Where are all the pagans in Genesis?

Continuing my attempts to place the early chapters of Genesis within some historical context, I noticed for the first time this week that Genesis doesn’t mention any foreign gods at all in its fifty chapters. That seems remarkable to me, for I’ve never heard mention of it before, though it must undoubtedly have been noticed by someone over the last three thousand years. I look to the scholars to explain it.

But considering the book spans time from “the beginning” to, perhaps, 1600BC, and involves characters who are active in Mesopotamia, Canaan and Egypt, and that it mentions tribal origins over all the then-known world, you’d expect the gods of the nations at least to receive a mention or two, and they don’t.

There are a couple of possible exceptions, according to a survey I’ve just done. One is Jacob’s telling his people to put away their “foreign gods” before going up to Yahweh at Bethel – but the word is the untypical nekar, “foreigner”, and I suppose it might even be an indication only to take the bloodline, not foreign employees. if not, Jacob seems very easygoing about syncretism in his family group.

Another mention is Rachel’s purloining of Laban’s teraphim, often translated “household gods”, but Laban actually gets a prophetic word in a dream from Yahweh before setting off in pursuit, and the issue seems more about the theft than any devotion to other deities.

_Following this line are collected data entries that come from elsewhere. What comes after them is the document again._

//! Offer deduplication registry.
//!
//! Accumulates normalized offers across every discovery phase of one run,
//! keeping the cheapest record per identity key. The registry is the only
//! state mutated by concurrent fetch workers; a single mutex guards the
//! insert-if-absent-else-keep-cheaper map so inserts are atomic per key.

use std::collections::hash_map::Entry;
use std::collections::HashMap;
use std::sync::Mutex;

use crate::normalize::NormalizedOffer;

/// Identity under which offers deduplicate.
///
/// Keyed by `(retailer, model)` when a model code was extracted, else by
/// `(retailer, canonicalized URL)`.
#[derive(Debug, Clone, PartialEq, Eq, Hash)]
pub struct OfferKey {
    retailer: String,
    ident: OfferIdent,
}

#[derive(Debug, Clone, PartialEq, Eq, Hash)]
enum OfferIdent {
    Model(String),
    Url(String),
}

impl OfferKey {
    pub fn for_offer(offer: &NormalizedOffer) -> Self {
        let ident = if offer.model_or_sku.is_empty() {
            OfferIdent::Url(canonicalize_url(&offer.url))
        } else {
            OfferIdent::Model(offer.model_or_sku.clone())
        };
        Self {
            retailer: offer.retailer.clone(),
            ident,
        }
    }
}

/// Canonical form of a URL for identity purposes: scheme and host
/// lowercased, fragment dropped, trailing slash trimmed. The query string
/// is kept because product ids often live there.
pub fn canonicalize_url(url: &str) -> String {
    let url = url.trim();
    let url = url.split('#').next().unwrap_or(url);
    let url = url.trim_end_matches('/');

    match url.split_once("://") {
        Some((scheme, rest)) => {
            let (host, path) = match rest.split_once('/') {
                Some((host, path)) => (host, Some(path)),
                None => (rest, None),
            };
            let mut canonical = format!("{}://{}", scheme.to_lowercase(), host.to_lowercase());
            if let Some(path) = path {
                canonical.push('/');
                canonical.push_str(path);
            }
            canonical
        }
        None => url.to_string(),
    }
}

/// What happened on an insert.
#[derive(Debug, Clone, Copy, PartialEq, Eq)]
pub enum InsertOutcome {
    /// New identity key.
    Inserted,
    /// Key existed; the new offer was cheaper and replaced it.
    ReplacedCheaper,
    /// Key existed with an equal or lower price; nothing changed.
    KeptExisting,
}

struct Slot {
    offer: NormalizedOffer,
    seq: u64,
}

#[derive(Default)]
struct Inner {
    slots: HashMap<OfferKey, Slot>,
    next_seq: u64,
}

/// Per-run offer accumulator. Discarded when the run completes.
#[derive(Default)]
pub struct OfferRegistry {
    inner: Mutex<Inner>,
}

impl OfferRegistry {
    pub fn new() -> Self {
        Self::default()
    }

    /// Insert an offer, keeping the cheaper record on key collision.
    ///
    /// Price ties keep the earlier-inserted record. A replacement keeps
    /// the original insertion sequence so final tie-break ordering stays
    /// stable regardless of fetch arrival order.
    pub fn insert(&self, offer: NormalizedOffer) -> InsertOutcome {
        let key = OfferKey::for_offer(&offer);
        let mut inner = self.inner.lock().unwrap();
        let seq = inner.next_seq;

        let outcome = match inner.slots.entry(key) {
            Entry::Vacant(slot) => {
                slot.insert(Slot { offer, seq });
                InsertOutcome::Inserted
            }
            Entry::Occupied(mut slot) => {
                if offer.price_vnd < slot.get().offer.price_vnd {
                    slot.get_mut().offer = offer;
                    InsertOutcome::ReplacedCheaper
                } else {
                    InsertOutcome::KeptExisting
                }
            }
        };

        if outcome == InsertOutcome::Inserted {
            inner.next_seq += 1;
        }
        outcome
    }

    /// Number of distinct identity keys held.
    pub fn len(&self) -> usize {
        self.inner.lock().unwrap().slots.len()
    }

    pub fn is_empty(&self) -> bool {
        self.len() == 0
    }

    /// All offers in insertion order. The registry itself is untouched.
    pub fn snapshot(&self) -> Vec<NormalizedOffer> {
        let inner = self.inner.lock().unwrap();
        let mut slots: Vec<_> = inner.slots.values().collect();
        slots.sort_by_key(|s| s.seq);
        slots.iter().map(|s| s.offer.clone()).collect()
    }
}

In fact, teraphim (meaning “healers”) occur with a mixture of acceptance and criticism throughout Scripture even into post-exilic times. For example, King David has some, which are used to save his life, though his devotion to Yahweh is never in doubt even in that passage. At other times they are linked with idolatry. There are scholars who argue that the Mesopotamian equivalent (often very much like those prehistoric “Venus” figurines one sees) may be simply health charms or reminders of revered ancestors, so teraphim may not be “gods” as such at all.

The only other thing I could find was that Joseph’s Egyptian wife was the daughter of a “priest of On”, but for all the insight into his religion that gives he might as well have been Russian Orthodox. Oh yes, and I should mention that there are some names with roots derived from pagan deities, such as “Abimelech”. But as for the gods themselves, they’re not named – even as something generic like “the gods” – nor are they apparently consulted by anyone. In fact, there is a pattern in Genesis of foreigners responding positively to words or judgements from the patriarchs’ God.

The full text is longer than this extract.